Described in a paper published last month in Biosensors and Bioelectronics, the technology could prove useful for inexpensive point-of-care testing of a variety of analytes, said Samadhan Patil, a Glasgow researcher and first author on the study.
The device uses established enzymatic assays for target metabolites. In such assays, an enzyme specific to a particular metabolite substrate is introduced to a sample and the metabolite is quantified based on the enzyme's rate of activity. These reactions take place in microwells fabricated on the surface of a CMOS chip.
The reaction produces an optical signal that can be detected by an array of photodiode sensors built into the chip. In the Biosensors and Bioelectronics study, the researchers integrated the chip with an Android-based app for acquiring, displaying, and storing the data.
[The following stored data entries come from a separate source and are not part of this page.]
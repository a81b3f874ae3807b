//! Maps scalar field kinds to column definitions.

use serde_json::Value;

use super::column::{Column, ColumnType, DefaultValue, IdType};
use crate::error::SchemaError;

/// Scalar storage kind of a field that occupies a single column.
#[derive(Debug, Clone, PartialEq, Eq)]
pub enum ScalarKind {
    Text,
    Number,
    Date,
    Checkbox,
    RichText,
    Json,
    Point,
    /// Select/radio value stored as a generated enum
    Enum(String),
    /// Foreign key to a table with the given id type
    Reference(IdType),
}

impl ScalarKind {
    fn column_type(&self, timestamp_precision: u8) -> ColumnType {
        match self {
            ScalarKind::Text => ColumnType::Varchar,
            ScalarKind::Number => ColumnType::Numeric,
            ScalarKind::Date => ColumnType::Timestamp {
                precision: timestamp_precision,
                with_time_zone: true,
            },
            ScalarKind::Checkbox => ColumnType::Boolean,
            ScalarKind::RichText | ScalarKind::Json => ColumnType::Jsonb,
            ScalarKind::Point => ColumnType::Point,
            ScalarKind::Enum(name) => ColumnType::Enum { name: name.clone() },
            ScalarKind::Reference(id_type) => id_type.reference_type(),
        }
    }

    fn default_value(&self, value: &Value, field_path: &str) -> Result<DefaultValue, SchemaError> {
        let invalid = |expected| SchemaError::InvalidDefault {
            field_path: field_path.to_string(),
            expected,
        };
        match (self, value) {
            (ScalarKind::Text | ScalarKind::Date | ScalarKind::Enum(_), Value::String(s)) => {
                Ok(DefaultValue::Text(s.clone()))
            }
            (ScalarKind::Text, _) => Err(invalid("text")),
            (ScalarKind::Date, _) => Err(invalid("date")),
            (ScalarKind::Enum(_), _) => Err(invalid("enum")),
            (ScalarKind::Number, Value::Number(n)) => Ok(DefaultValue::Number(n.clone())),
            (ScalarKind::Number, _) => Err(invalid("number")),
            (ScalarKind::Checkbox, Value::Bool(b)) => Ok(DefaultValue::Boolean(*b)),
            (ScalarKind::Checkbox, _) => Err(invalid("checkbox")),
            (ScalarKind::Reference(_), Value::String(s)) => Ok(DefaultValue::Text(s.clone())),
            (ScalarKind::Reference(_), Value::Number(n)) => Ok(DefaultValue::Number(n.clone())),
            (ScalarKind::Reference(_), _) => Err(invalid("reference")),
            (ScalarKind::RichText | ScalarKind::Json | ScalarKind::Point, v) => {
                Ok(DefaultValue::Json(v.clone()))
            }
        }
    }
}

/// Modifiers that shape a mapped column.
#[derive(Debug, Clone, Copy, Default)]
pub struct ColumnModifiers<'a> {
    pub default_value: Option<&'a Value>,
    /// Field is required and NOT NULL is applicable at this position
    pub not_null: bool,
    pub timestamp_precision: u8,
}

/// Maps a scalar field to its column definition.
///
/// # Arguments
/// * `kind` - Scalar storage kind
/// * `name` - Derived column name
/// * `field_path` - Logical field path, recorded as the column source
/// * `modifiers` - Default value, nullability and timestamp precision
///
/// # Returns
/// `Result<Column, SchemaError>`; fails only when the default does not fit.
pub fn map_column(
    kind: &ScalarKind,
    name: &str,
    field_path: &str,
    modifiers: ColumnModifiers<'_>,
) -> Result<Column, SchemaError> {
    let mut column = Column::new(name, kind.column_type(modifiers.timestamp_precision), field_path);
    column.not_null = modifiers.not_null;
    column.default = match modifiers.default_value {
        None | Some(Value::Null) => None,
        Some(value) => Some(kind.default_value(value, field_path)?),
    };
    Ok(column)
}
They used the device to quantify the levels of four metabolites — choline, xanthine, sarcosine, and cholesterol — in human blood or urine. They then developed a separate assay for glucose and compared the results of their glucose and cholesterol tests to measurements generated on an Abbott Architect analyzer, finding no statistically significant difference between the two sets of results.
Having validated the performance of the device, they then multiplexed the initial set of four metabolites by dividing the CMOS chip into four separate microwells, one for each reaction. With this version of the device, they quantified levels of the four metabolites simultaneously, obtaining results in around two minutes.
Patil suggested the device could prove useful for in-home patient monitoring or for rapid testing in settings like ambulances or emergency departments.
He noted that similar devices currently exist — Abbott's i-Stat point-of-care system, for instance — but that these are not necessarily simple enough for patients to use themselves.
That said, the device as presented in the recent study is more a proof of concept than a finished product. One of the next areas of focus for the Glasgow team will be streamlining the sample preparation process, Patil said.
Currently, sample preparation and handling is done manually, with the researchers pipetting samples and reagents into the device's microwells. Patil said the researchers are currently developing another version of the device that uses a capillary flow-based system for the sample and liquid handling.
The authors noted that they "expect future versions of the technology to embed microfluidic sample handling and enzyme immobilization to remove the need for off-chip sample preparation."
In addition to eliminating the assay's manual sample prep and liquid handling components, the researchers are working to expand its multiplexing capabilities, Patil said, noting that the challenge is dividing the sensor arrays integrated into the chip into as many discrete microwell reaction chambers as possible without creating cross contamination between the chambers.
"We divide the chip into different sectors, and one sector, or microwell, is used for one metabolite," he said. "So the limit is our ability to make microchambers on top of the chip."
Patil said he believed the 16-by-16 array of sensor pixels used in the device could ultimately allow for multiplexing of around 25 different reactions and that in the near term he and his colleagues aimed to expand it to run 16 assays simultaneously. He added that the device could run essentially any enzyme-based metabolite assays, with costs running around $2 to $3 per test.
Patil said he and his colleagues are in discussions with a pair of companies about commercializing the device — one he described as a large IVD company and the other a smaller firm. He added that they anticipated a commercial version of the device could be available in three to five years.